[PROVIDED RECORDS Boundary: Start]

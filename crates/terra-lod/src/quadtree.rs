//! Focus-driven LOD quadtree stored in a node arena.
//!
//! Nodes live in a flat `Vec` and refer to their children by [`NodeId`]. A
//! tree is rebuilt from scratch every frame; tearing it down is a single arena
//! reset, so no per-node release is needed.

use glam::Vec2;

use crate::{FocusState, LodError, TerrainConfig};

/// Hard cap on any node's depth budget.
pub const MAX_DEPTH: u8 = 10;

/// One of the four children of a subdivided patch.
#[derive(Clone, Copy, Debug, PartialEq, Eq, Hash)]
pub enum Quadrant {
    NorthWest,
    NorthEast,
    SouthWest,
    SouthEast,
}

impl Quadrant {
    /// Children in construction and traversal order.
    pub const ALL: [Quadrant; 4] = [
        Quadrant::NorthWest,
        Quadrant::NorthEast,
        Quadrant::SouthWest,
        Quadrant::SouthEast,
    ];

    /// Position within [`Quadrant::ALL`].
    pub fn index(self) -> usize {
        self as usize
    }

    fn is_east(self) -> bool {
        matches!(self, Quadrant::NorthEast | Quadrant::SouthEast)
    }

    fn is_south(self) -> bool {
        matches!(self, Quadrant::SouthWest | Quadrant::SouthEast)
    }
}

/// An axis-aligned terrain rectangle.
///
/// `(x, y)` is the top-left corner. The patch spans `x..x + size_x` and
/// `y - size_y..y`.
#[derive(Clone, Copy, Debug, PartialEq)]
pub struct Patch {
    pub x: f32,
    pub y: f32,
    pub size_x: f32,
    pub size_y: f32,
}

impl Patch {
    /// Patch with top-left corner `(x, y)` and the given extent.
    pub fn new(x: f32, y: f32, size_x: f32, size_y: f32) -> Self {
        Self {
            x,
            y,
            size_x,
            size_y,
        }
    }

    /// The quarter-size child patch for `quadrant`.
    pub fn quadrant(&self, quadrant: Quadrant) -> Patch {
        let half_x = self.size_x / 2.0;
        let half_y = self.size_y / 2.0;
        Patch {
            x: if quadrant.is_east() { self.x + half_x } else { self.x },
            y: if quadrant.is_south() { self.y - half_y } else { self.y },
            size_x: half_x,
            size_y: half_y,
        }
    }

    /// Corners in emission order: top-left, top-right, bottom-left,
    /// bottom-right.
    pub fn corners(&self) -> [Vec2; 4] {
        [
            Vec2::new(self.x, self.y),
            Vec2::new(self.x + self.size_x, self.y),
            Vec2::new(self.x, self.y - self.size_y),
            Vec2::new(self.x + self.size_x, self.y - self.size_y),
        ]
    }

    /// World-space area covered by the patch.
    pub fn area(&self) -> f32 {
        self.size_x * self.size_y
    }

    pub(crate) fn validate(&self) -> Result<(), LodError> {
        if !self.x.is_finite() || !self.y.is_finite() {
            return Err(LodError::InvalidOrigin {
                x: self.x,
                y: self.y,
            });
        }
        let valid = |size: f32| size.is_finite() && size > 0.0;
        if !valid(self.size_x) || !valid(self.size_y) {
            return Err(LodError::InvalidExtent {
                size_x: self.size_x,
                size_y: self.size_y,
            });
        }
        Ok(())
    }
}

/// Texture-space rectangle mirroring a [`Patch`]. `v` grows downward, so the
/// southern quadrants sit at larger `y`.
#[derive(Clone, Copy, Debug, PartialEq)]
pub struct TexRect {
    pub x: f32,
    pub y: f32,
    pub size_x: f32,
    pub size_y: f32,
}

impl TexRect {
    /// The whole texture, `(0, 0)` to `(1, 1)`.
    pub const FULL: TexRect = TexRect {
        x: 0.0,
        y: 0.0,
        size_x: 1.0,
        size_y: 1.0,
    };

    /// The quarter of this rectangle matching `quadrant`.
    pub fn quadrant(&self, quadrant: Quadrant) -> TexRect {
        let half_x = self.size_x / 2.0;
        let half_y = self.size_y / 2.0;
        TexRect {
            x: if quadrant.is_east() { self.x + half_x } else { self.x },
            y: if quadrant.is_south() { self.y + half_y } else { self.y },
            size_x: half_x,
            size_y: half_y,
        }
    }

    /// Texture coordinates matching [`Patch::corners`].
    pub fn corners(&self) -> [Vec2; 4] {
        [
            Vec2::new(self.x, self.y),
            Vec2::new(self.x + self.size_x, self.y),
            Vec2::new(self.x, self.y + self.size_y),
            Vec2::new(self.x + self.size_x, self.y + self.size_y),
        ]
    }
}

/// Index of a node inside its [`QuadTree`].
#[derive(Clone, Copy, Debug, PartialEq, Eq, Hash)]
pub struct NodeId(u32);

impl NodeId {
    /// Position of the node in the arena.
    pub fn index(self) -> usize {
        self.0 as usize
    }
}

/// A single patch of the tree.
#[derive(Clone, Debug, PartialEq)]
pub struct QuadNode {
    /// World-space rectangle.
    pub patch: Patch,
    /// Texture-space rectangle.
    pub tex: TexRect,
    /// Remaining depth budget. Zero for leaves.
    pub depth: u8,
    /// Distance from the root in tree levels.
    pub level: u8,
    /// NW, NE, SW, SE children; `None` for leaves.
    pub children: Option<[NodeId; 4]>,
}

impl QuadNode {
    /// Whether the node was left unsubdivided.
    pub fn is_leaf(&self) -> bool {
        self.children.is_none()
    }
}

/// Summary of a built tree.
#[derive(Clone, Copy, Debug, Default, PartialEq, Eq)]
pub struct TreeStats {
    /// Nodes in the arena, internal and leaf.
    pub nodes: usize,
    /// Leaves, one quad each.
    pub leaves: usize,
    /// Deepest level any leaf reached (root = 0).
    pub max_level: u8,
}

/// Clamp a raw depth budget into `0..=MAX_DEPTH`.
pub fn clamp_depth(budget: i32) -> u8 {
    budget.clamp(0, MAX_DEPTH as i32) as u8
}

/// Smallest distance from `focus` to one of the patch's four corners.
///
/// Each corner distance is truncated to an integer before taking the
/// minimum. This is not the point-to-rectangle distance: a focus inside a
/// large patch but far from every corner scores high.
pub fn distance_score(focus: Vec2, patch: &Patch) -> i32 {
    patch
        .corners()
        .into_iter()
        .map(|corner| corner.distance(focus) as i32)
        .min()
        .unwrap_or(0)
}

/// Depth budget of a child patch whose parent had `parent_depth`.
///
/// Loses one level plus half the (integer) distance score.
pub fn child_depth(parent_depth: u8, focus: Vec2, patch: &Patch) -> u8 {
    clamp_depth(parent_depth as i32 - 1 - distance_score(focus, patch) / 2)
}

/// LOD quadtree rebuilt once per frame around the current focus.
#[derive(Clone, Debug, Default)]
pub struct QuadTree {
    nodes: Vec<QuadNode>,
    root: Option<NodeId>,
    leaf_count: usize,
}

impl QuadTree {
    /// An empty tree with no allocation.
    pub fn new() -> Self {
        Self::default()
    }

    /// Build a tree over the whole terrain with the full texture and the
    /// configured root depth.
    pub fn build(config: &TerrainConfig, focus: &FocusState) -> Result<Self, LodError> {
        let mut tree = Self::new();
        tree.rebuild(config, focus)?;
        Ok(tree)
    }

    /// Build a tree rooted at an arbitrary patch.
    pub fn build_patch(
        patch: Patch,
        tex: TexRect,
        depth: u8,
        focus: &FocusState,
    ) -> Result<Self, LodError> {
        let mut tree = Self::new();
        tree.rebuild_patch(patch, tex, depth, focus)?;
        Ok(tree)
    }

    /// Clear and rebuild over the whole terrain, reusing the arena.
    pub fn rebuild(&mut self, config: &TerrainConfig, focus: &FocusState) -> Result<(), LodError> {
        self.rebuild_patch(
            config.root_patch(),
            TexRect::FULL,
            config.root_depth(),
            focus,
        )
    }

    /// Clear and rebuild rooted at `patch`, reusing the arena.
    ///
    /// On error, including a non-finite focus, the tree is left empty.
    pub fn rebuild_patch(
        &mut self,
        patch: Patch,
        tex: TexRect,
        depth: u8,
        focus: &FocusState,
    ) -> Result<(), LodError> {
        self.clear();
        patch.validate()?;
        focus.validate()?;
        if depth > MAX_DEPTH {
            return Err(LodError::DepthTooLarge {
                depth,
                max: MAX_DEPTH,
            });
        }

        let (root, leaves) = self.insert(patch, tex, depth, 0, focus.xy());
        self.root = Some(root);
        self.leaf_count = leaves;

        tracing::trace!(
            nodes = self.nodes.len(),
            leaves,
            focus_x = focus.xy().x,
            focus_y = focus.xy().y,
            "rebuilt quadtree"
        );
        Ok(())
    }

    /// Push a node and, if it has budget left, its four subtrees. Returns the
    /// node and the number of leaves beneath it.
    fn insert(
        &mut self,
        patch: Patch,
        tex: TexRect,
        depth: u8,
        level: u8,
        focus: Vec2,
    ) -> (NodeId, usize) {
        debug_assert!(patch.size_x > 0.0 && patch.size_y > 0.0);
        debug_assert!(depth <= MAX_DEPTH);

        let id = NodeId(self.nodes.len() as u32);
        self.nodes.push(QuadNode {
            patch,
            tex,
            depth,
            level,
            children: None,
        });
        if depth == 0 {
            return (id, 1);
        }

        let mut leaves = 0;
        let children = Quadrant::ALL.map(|quadrant| {
            let child_patch = patch.quadrant(quadrant);
            let budget = child_depth(depth, focus, &child_patch);
            let (child, count) =
                self.insert(child_patch, tex.quadrant(quadrant), budget, level + 1, focus);
            leaves += count;
            child
        });
        self.nodes[id.index()].children = Some(children);
        (id, leaves)
    }

    /// Drop every node, keeping the allocation. Safe to call repeatedly.
    pub fn clear(&mut self) {
        self.nodes.clear();
        self.root = None;
        self.leaf_count = 0;
    }

    /// The root node, or `None` for an empty or cleared tree.
    pub fn root(&self) -> Option<NodeId> {
        self.root
    }

    /// Look up a node.
    ///
    /// # Panics
    ///
    /// Panics if `id` does not belong to the current tree.
    pub fn node(&self, id: NodeId) -> &QuadNode {
        &self.nodes[id.index()]
    }

    /// Children of `id` in NW, NE, SW, SE order; `None` for a leaf.
    pub fn children(&self, id: NodeId) -> Option<[NodeId; 4]> {
        self.node(id).children
    }

    /// Leaves counted during the last build. Each one meshes to one quad.
    pub fn leaf_count(&self) -> usize {
        self.leaf_count
    }

    /// Nodes of every level, root included.
    pub fn node_count(&self) -> usize {
        self.nodes.len()
    }

    /// True until a build succeeds and again after [`QuadTree::clear`].
    pub fn is_empty(&self) -> bool {
        self.root.is_none()
    }

    /// Leaves in NW, NE, SW, SE depth-first order, the order they are meshed.
    pub fn leaves(&self) -> impl Iterator<Item = &QuadNode> + '_ {
        let mut stack: Vec<NodeId> = self.root.into_iter().collect();
        std::iter::from_fn(move || {
            while let Some(id) = stack.pop() {
                let node = self.node(id);
                match node.children {
                    None => return Some(node),
                    Some(children) => stack.extend(children.iter().rev()),
                }
            }
            None
        })
    }

    /// Node and leaf counts plus the deepest leaf level, for logging.
    pub fn stats(&self) -> TreeStats {
        TreeStats {
            nodes: self.nodes.len(),
            leaves: self.leaf_count,
            max_level: self.leaves().map(|leaf| leaf.level).max().unwrap_or(0),
        }
    }
}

[PROVIDED RECORDS Boundary: End]

▶ **WORK INSTRUCTIONS**:
What lines above mention "arena"? Copy each one.

▶ **REPLY**:
//! Focus-driven LOD quadtree stored in a node arena.
//! tree is rebuilt from scratch every frame; tearing it down is a single arena
    /// Position of the node in the arena.
    /// Nodes in the arena, internal and leaf.
    /// Clear and rebuild over the whole terrain, reusing the arena.
    /// Clear and rebuild rooted at `patch`, reusing the arena.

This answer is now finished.